Osterman Research Blog

Some thoughts on EMC World
June 6, 2012, 7:27 pm
Filed under: Uncategorized

I attended EMC World in Las Vegas late last month and had a number of meetings on various topics, most of them storage-related to varying degrees.  My overall impression is that EMC has a very nice story – coupled with a range of complementary product offerings – that I think positions it nicely in the context of cloud, big data, file synchronization, archiving, etc.  For example:

  • EMC’s Mozy online backup solution, which is focused mostly on consumers and small businesses, has been joined by Stash, a Dropbox competitor that is still in beta.  The combination offers a very basic tiered storage system that works well for smaller businesses.
  • About a week before EMC World, EMC purchased Syncplicity, a business-grade Dropbox competitor that permits administrative controls over users’ file-sharing activities.  It operates like Dropbox, but permits more than just personal control over corporate content.  How Syncplicity will integrate with Stash, or if they will continue to be separate offerings aimed at different tiers of the file sync market, remains to be seen.

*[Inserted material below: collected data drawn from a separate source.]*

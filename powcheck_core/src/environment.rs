//! Environment snapshot.
//!
//! The run treats the snapshot as opaque labelled strings; where they come
//! from is up to the [`EnvironmentProbe`] handed to it.

/// Placeholder for a value the probe could not determine.
pub const UNKNOWN: &str = "unknown";

/// Host facts recorded in the report.
#[derive(Clone, Debug, PartialEq, Eq)]
pub struct EnvironmentSnapshot {
    /// CPU model string
    pub cpu_model: String,
    /// Physical core count
    pub physical_cores: String,
    /// Logical core count
    pub logical_cores: String,
    /// Total memory, e.g. `15.54 GB`
    pub total_memory: String,
    /// Available memory, e.g. `9.10 GB`
    pub available_memory: String,
    /// OS name
    pub os_name: String,
    /// OS release
    pub os_release: String,
    /// OS version string
    pub os_version: String,
    /// Runtime name
    pub runtime_name: String,
    /// Runtime version
    pub runtime_version: String,
}

impl EnvironmentSnapshot {
    /// A snapshot with every field set to [`UNKNOWN`].
    pub fn unknown() -> Self {
        Self {
            cpu_model: UNKNOWN.to_string(),
            physical_cores: UNKNOWN.to_string(),
            logical_cores: UNKNOWN.to_string(),
            total_memory: UNKNOWN.to_string(),
            available_memory: UNKNOWN.to_string(),
            os_name: UNKNOWN.to_string(),
            os_release: UNKNOWN.to_string(),
            os_version: UNKNOWN.to_string(),
            runtime_name: UNKNOWN.to_string(),
            runtime_version: UNKNOWN.to_string(),
        }
    }
}

impl Default for EnvironmentSnapshot {
    fn default() -> Self {
        Self::unknown()
    }
}

/// Source of the environment snapshot.
pub trait EnvironmentProbe {
    /// Captures the current environment.
    fn snapshot(&self) -> EnvironmentSnapshot;
}

/// A fixed snapshot probes as itself.
impl EnvironmentProbe for EnvironmentSnapshot {
    fn snapshot(&self) -> EnvironmentSnapshot {
        self.clone()
    }
}

/// Formats a byte count as GiB with two decimals, e.g. `15.54 GB`.
pub fn format_gib(bytes: u64) -> String {
    format!("{:.2} GB", bytes as f64 / (1024.0 * 1024.0 * 1024.0))
}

  • Among the many product announcements (42 of them in total) was the introduction of Isilon OneFS Mavericks, a new NAS operating system that is focused on highly secure storage for regulatory compliance needs, as well as overall improvements in security through the creation of “authentication zones” – isolated storage pools that may help organizations to prevent or reduce the number of accidental data breaches.
  • EMC also announced a new dedupe storage system focused on backup and archival needs for large data centers.  The Data Domain DD990 Deduplication Storage System has throughput of 31 terabytes per hour and can manage up to 65 petabytes of data.

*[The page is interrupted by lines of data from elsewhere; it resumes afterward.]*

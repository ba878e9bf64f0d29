//! E2E Wave 1: Discovery & File Name Parsing
//!
//! Tests for directory traversal, recursion and skipping of unparseable names.

use crate::common::{create_correct_file, create_test_file, run_in_memory, test_dir};
use powcheck_core::{PowCheckError, RunVerdict};

/// E2E Test 1: Invalid root is fatal and writes no report
#[test]
fn e2e_invalid_root_is_fatal() {
    let temp = test_dir();
    let captured = run_in_memory(&temp.path().join("nope"), true);

    assert!(matches!(captured.outcome, Err(PowCheckError::InvalidRoot(_))));
    assert!(captured.report.is_none(), "no report for an invalid root");
    assert_eq!(captured.lines.len(), 1);
}

/// E2E Test 2: Recursive run reaches nested files
#[test]
fn e2e_recursive_includes_subdirectories() {
    let temp = test_dir();
    create_correct_file(temp.path(), "p1.txt", 1);
    create_correct_file(temp.path(), "deep/er/p2.txt", 2);

    let outcome = run_in_memory(temp.path(), true).outcome.unwrap();
    assert_eq!(outcome.tally.checked(), 2);
    assert_eq!(outcome.tally.passed()[1].path, "deep/er/p2.txt");
}

/// E2E Test 3: Non-recursive run ignores nested files
#[test]
fn e2e_non_recursive_stays_at_root() {
    let temp = test_dir();
    create_correct_file(temp.path(), "p1.txt", 1);
    create_test_file(temp.path(), "sub/p2.txt", "wrong");

    let outcome = run_in_memory(temp.path(), false).outcome.unwrap();
    assert_eq!(outcome.tally.checked(), 1);
    assert_eq!(outcome.verdict, RunVerdict::AllCorrect);
}

/// E2E Test 4: Unparseable names are skipped, never counted
#[test]
fn e2e_unparseable_names_are_skipped() {
    let temp = test_dir();
    create_test_file(temp.path(), "data.txt", "garbage");
    create_test_file(temp.path(), "12notes.txt", "garbage");
    create_correct_file(temp.path(), "data007.txt", 7);

    let captured = run_in_memory(temp.path(), true);
    let outcome = captured.outcome.unwrap();

    assert_eq!(outcome.tally.checked(), 1);
    assert_eq!(outcome.tally.failed().len(), 0);
    assert_eq!(outcome.tally.skipped().len(), 2);
    assert_eq!(outcome.verdict, RunVerdict::AllCorrect);
    assert!(captured.lines.iter().any(|l| l.starts_with("Skip: data.txt")));
}

/// E2E Test 5: Only the trailing digit run is the exponent
#[test]
fn e2e_trailing_digit_run_is_exponent() {
    let temp = test_dir();
    create_correct_file(temp.path(), "v2final100.txt", 100);

    let outcome = run_in_memory(temp.path(), true).outcome.unwrap();
    assert!(outcome.all_correct());
    assert_eq!(outcome.tally.passed()[0].exponent.to_string(), "100");
}

/// E2E Test 6: Other extensions are ignored
#[test]
fn e2e_other_extensions_are_ignored() {
    let temp = test_dir();
    create_test_file(temp.path(), "p3.csv", "8");
    create_test_file(temp.path(), "p3.txt.bak", "8");

    let captured = run_in_memory(temp.path(), true);
    let outcome = captured.outcome.unwrap();
    assert_eq!(outcome.verdict, RunVerdict::NothingChecked);
    assert!(outcome.tally.skipped().is_empty());
}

  • There was also significant discussion around the use of flash memory in a variety of storage applications – not so much as a storage technology in and of itself, but as a means of dramatically improving the performance of more traditional storage, several orders of magnitude in some cases.  As Chuck Hollis pointed out in his blog on May 20th, flash is less about hardware and much more about that software that can manage data appropriately for very high performance applications like analytics.